Saudi Arabia announced a plan Monday to offer Yemen's Houthi rebels a cease-fire in the country's yearslong war and allow a major airport to reopen in its capital, the kingdom's latest attempt to halt fighting that has sparked the world's worst humanitarian crisis in the Arab world's poorest nation.
The move by Saudi Arabia follows Yemen's Houthi rebels stepping up a campaign of drone and missile attacks targeting the kingdom's oil sites, briefly shaking global energy prices amid the coronavirus pandemic. It also comes as Riyadh tries to rehabilitate its image with the U.S. under President Joe Biden. Saudi Arabia has waged a war that saw it internationally criticized for airstrikes killing civilians and embargoes exacerbating hunger in a nation on the brink of famine.

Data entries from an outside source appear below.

//! Synthetic capture device for `stub://` device prefixes.
//!
//! Produces an endless moving gradient at the configured size, paced to the
//! target frame rate like a real camera.

use anyhow::Result;
use std::time::{Duration, Instant};

use super::SourceSettings;
use crate::frame::RawFrame;

pub(crate) struct SyntheticDevice {
    node: String,
    width: u32,
    height: u32,
    interval: Duration,
    last_frame_at: Option<Instant>,
}

impl SyntheticDevice {
    pub(crate) fn new(node: String, settings: &SourceSettings) -> Self {
        log::info!("synthetic device {} ({}x{})", node, settings.width, settings.height);
        Self {
            node,
            width: settings.width,
            height: settings.height,
            interval: frame_interval(settings.target_fps),
            last_frame_at: None,
        }
    }

    pub(crate) fn next_frame(&mut self, sequence: u64) -> Result<Option<RawFrame>> {
        if let Some(last) = self.last_frame_at {
            let elapsed = last.elapsed();
            if elapsed < self.interval {
                std::thread::sleep(self.interval - elapsed);
            }
        }
        self.last_frame_at = Some(Instant::now());

        let pixels = self.generate_pixels(sequence);
        RawFrame::from_rgb(pixels, self.width, self.height, sequence).map(Some)
    }

    fn generate_pixels(&self, sequence: u64) -> Vec<u8> {
        let pixel_count = (self.width as usize) * (self.height as usize) * 3;
        let mut pixels = vec![0u8; pixel_count];
        for (i, pixel) in pixels.iter_mut().enumerate() {
            *pixel = ((i as u64 / 3 + sequence * 4) % 256) as u8;
        }
        pixels
    }
}

impl Drop for SyntheticDevice {
    fn drop(&mut self) {
        log::debug!("synthetic device {} stopped", self.node);
    }
}

fn frame_interval(target_fps: u32) -> Duration {
    if target_fps == 0 {
        Duration::ZERO
    } else {
        Duration::from_millis((1000 / target_fps).max(1) as u64)
    }
}
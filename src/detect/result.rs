use serde::Serialize;

/// Coarse detection grouping.
#[derive(Clone, Copy, Debug, PartialEq, Eq, Hash, Serialize)]
#[serde(rename_all = "lowercase")]
pub enum Category {
    Person,
    Vehicle,
}

/// Axis-aligned box in frame pixel coordinates, top-left origin.
#[derive(Clone, Copy, Debug, PartialEq, Serialize)]
pub struct BoundingBox {
    pub x: f32,
    pub y: f32,
    pub w: f32,
    pub h: f32,
}

impl BoundingBox {
    pub fn new(x: f32, y: f32, w: f32, h: f32) -> Self {
        Self { x, y, w, h }
    }

    pub fn area(&self) -> f32 {
        self.w.max(0.0) * self.h.max(0.0)
    }

    /// Intersection over union, 0 when either box is empty.
    pub fn iou(&self, other: &BoundingBox) -> f32 {
        let left = self.x.max(other.x);
        let top = self.y.max(other.y);
        let right = (self.x + self.w).min(other.x + other.w);
        let bottom = (self.y + self.h).min(other.y + other.h);
        let intersection = (right - left).max(0.0) * (bottom - top).max(0.0);
        let union = self.area() + other.area() - intersection;
        if union <= 0.0 {
            0.0
        } else {
            intersection / union
        }
    }
}

/// What a backend reports before the adapter applies the filter.
#[derive(Clone, Debug, PartialEq)]
pub struct RawDetection {
    pub class_id: u32,
    pub confidence: f32,
    pub bbox: BoundingBox,
}

/// A detection that passed the category filter. Lives for one frame.
#[derive(Clone, Debug, PartialEq)]
pub struct Detection {
    pub category: Category,
    pub class_id: u32,
    pub confidence: f32,
    pub bbox: BoundingBox,
}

Whether such a plan will take hold remains another question. A unilaterally declared Saudi cease-fire collapsed last year. Fighting rages around the crucial city of Marib and the Saudi-led coalition launched airstrikes as recently as Sunday targeting Yemen's capital, Sanaa. A United Nations mission said another suspected airstrike hit a food-production company in the port city of Hodeida.
The Houthis did not immediately respond to a request for comment.
"It is up to the Houthis now," Saudi Foreign Minister Prince Faisal bin Farhan told journalists in a televised news conference in Riyadh. "The Houthis must decide whether to put their interests first or Iran's interests first."